BEGIN

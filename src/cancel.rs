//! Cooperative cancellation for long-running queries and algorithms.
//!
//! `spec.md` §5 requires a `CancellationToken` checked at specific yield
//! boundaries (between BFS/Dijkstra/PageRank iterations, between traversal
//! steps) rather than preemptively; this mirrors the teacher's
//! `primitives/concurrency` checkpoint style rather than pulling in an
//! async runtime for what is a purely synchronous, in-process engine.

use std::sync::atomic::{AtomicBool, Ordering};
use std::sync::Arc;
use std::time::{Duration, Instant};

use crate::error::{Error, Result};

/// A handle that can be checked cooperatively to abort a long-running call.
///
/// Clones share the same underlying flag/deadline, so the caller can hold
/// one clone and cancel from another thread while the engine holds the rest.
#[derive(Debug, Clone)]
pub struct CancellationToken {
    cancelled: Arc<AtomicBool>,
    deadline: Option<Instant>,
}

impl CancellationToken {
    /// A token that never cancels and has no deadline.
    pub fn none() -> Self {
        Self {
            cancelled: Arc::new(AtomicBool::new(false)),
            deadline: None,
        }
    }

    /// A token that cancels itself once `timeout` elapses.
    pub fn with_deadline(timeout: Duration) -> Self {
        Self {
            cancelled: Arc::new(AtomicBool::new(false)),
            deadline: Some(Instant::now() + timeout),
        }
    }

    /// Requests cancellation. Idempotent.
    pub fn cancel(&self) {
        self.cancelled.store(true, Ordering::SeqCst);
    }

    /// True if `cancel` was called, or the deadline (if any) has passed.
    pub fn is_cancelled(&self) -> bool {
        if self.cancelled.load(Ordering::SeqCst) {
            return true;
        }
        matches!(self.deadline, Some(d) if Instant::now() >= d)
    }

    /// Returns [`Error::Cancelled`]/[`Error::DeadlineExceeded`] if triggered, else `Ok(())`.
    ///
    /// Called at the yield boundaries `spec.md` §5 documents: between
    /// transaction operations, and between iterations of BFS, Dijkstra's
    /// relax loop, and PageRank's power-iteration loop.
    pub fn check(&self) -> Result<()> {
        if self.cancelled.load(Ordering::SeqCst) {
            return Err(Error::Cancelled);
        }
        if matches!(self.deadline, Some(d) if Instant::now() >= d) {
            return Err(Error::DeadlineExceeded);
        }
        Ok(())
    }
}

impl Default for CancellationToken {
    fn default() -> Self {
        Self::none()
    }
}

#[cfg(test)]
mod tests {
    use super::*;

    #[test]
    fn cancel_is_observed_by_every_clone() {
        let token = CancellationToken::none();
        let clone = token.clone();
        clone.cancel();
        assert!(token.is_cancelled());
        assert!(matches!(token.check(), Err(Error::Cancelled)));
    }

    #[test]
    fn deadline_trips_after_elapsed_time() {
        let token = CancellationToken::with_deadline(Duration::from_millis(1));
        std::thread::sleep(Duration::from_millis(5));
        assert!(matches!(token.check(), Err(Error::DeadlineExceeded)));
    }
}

END

Would you restate the material above word for word?

filename src/cancel.rs
//! Cooperative cancellation for long-running queries and algorithms.
//!
//! `spec.md` §5 requires a `CancellationToken` checked at specific yield
//! boundaries (between BFS/Dijkstra/PageRank iterations, between traversal
//! steps) rather than preemptively; this mirrors the teacher's
//! `primitives/concurrency` checkpoint style rather than pulling in an
//! async runtime for what is a purely synchronous, in-process engine.

use std::sync::atomic::{AtomicBool, Ordering};
use std::sync::Arc;
use std::time::{Duration, Instant};

use crate::error::{Error, Result};

/// A handle that can be checked cooperatively to abort a long-running call.
///
/// Clones share the same underlying flag/deadline, so the caller can hold
/// one clone and cancel from another thread while the engine holds the rest.
#[derive(Debug, Clone)]
pub struct CancellationToken {
    cancelled: Arc<AtomicBool>,
    deadline: Option<Instant>,
}

impl CancellationToken {
    /// A token that never cancels and has no deadline.
    pub fn none() -> Self {
        Self {
            cancelled: Arc::new(AtomicBool::new(false)),
            deadline: None,
        }
    }

    /// A token that cancels itself once `timeout` elapses.
    pub fn with_deadline(timeout: Duration) -> Self {
        Self {
            cancelled: Arc::new(AtomicBool::new(false)),
            deadline: Some(Instant::now() + timeout),
        }
    }

    /// Requests cancellation. Idempotent.
    pub fn cancel(&self) {
        self.cancelled.store(true, Ordering::SeqCst);
    }

    /// True if `cancel` was called, or the deadline (if any) has passed.
    pub fn is_cancelled(&self) -> bool {
        if self.cancelled.load(Ordering::SeqCst) {
            return true;
        }
        matches!(self.deadline, Some(d) if Instant::now() >= d)
    }

    /// Returns [`Error::Cancelled`]/[`Error::DeadlineExceeded`] if triggered, else `Ok(())`.
    ///
    /// Called at the yield boundaries `spec.md` §5 documents: between
    /// transaction operations, and between iterations of BFS, Dijkstra's
    /// relax loop, and PageRank's power-iteration loop.
    pub fn check(&self) -> Result<()> {
        if self.cancelled.load(Ordering::SeqCst) {
            return Err(Error::Cancelled);
        }
        if matches!(self.deadline, Some(d) if Instant::now() >= d) {
            return Err(Error::DeadlineExceeded);
        }
        Ok(())
    }
}

impl Default for CancellationToken {
    fn default() -> Self {
        Self::none()
    }
}

#[cfg(test)]
mod tests {
    use super::*;

    #[test]
    fn cancel_is_observed_by_every_clone() {
        let token = CancellationToken::none();
        let clone = token.clone();
        clone.cancel();
        assert!(token.is_cancelled());
        assert!(matches!(token.check(), Err(Error::Cancelled)));
    }

    #[test]
    fn deadline_trips_after_elapsed_time() {
        let token = CancellationToken::with_deadline(Duration::from_millis(1));
        std::thread::sleep(Duration::from_millis(5));
        assert!(matches!(token.check(), Err(Error::DeadlineExceeded)));
    }
}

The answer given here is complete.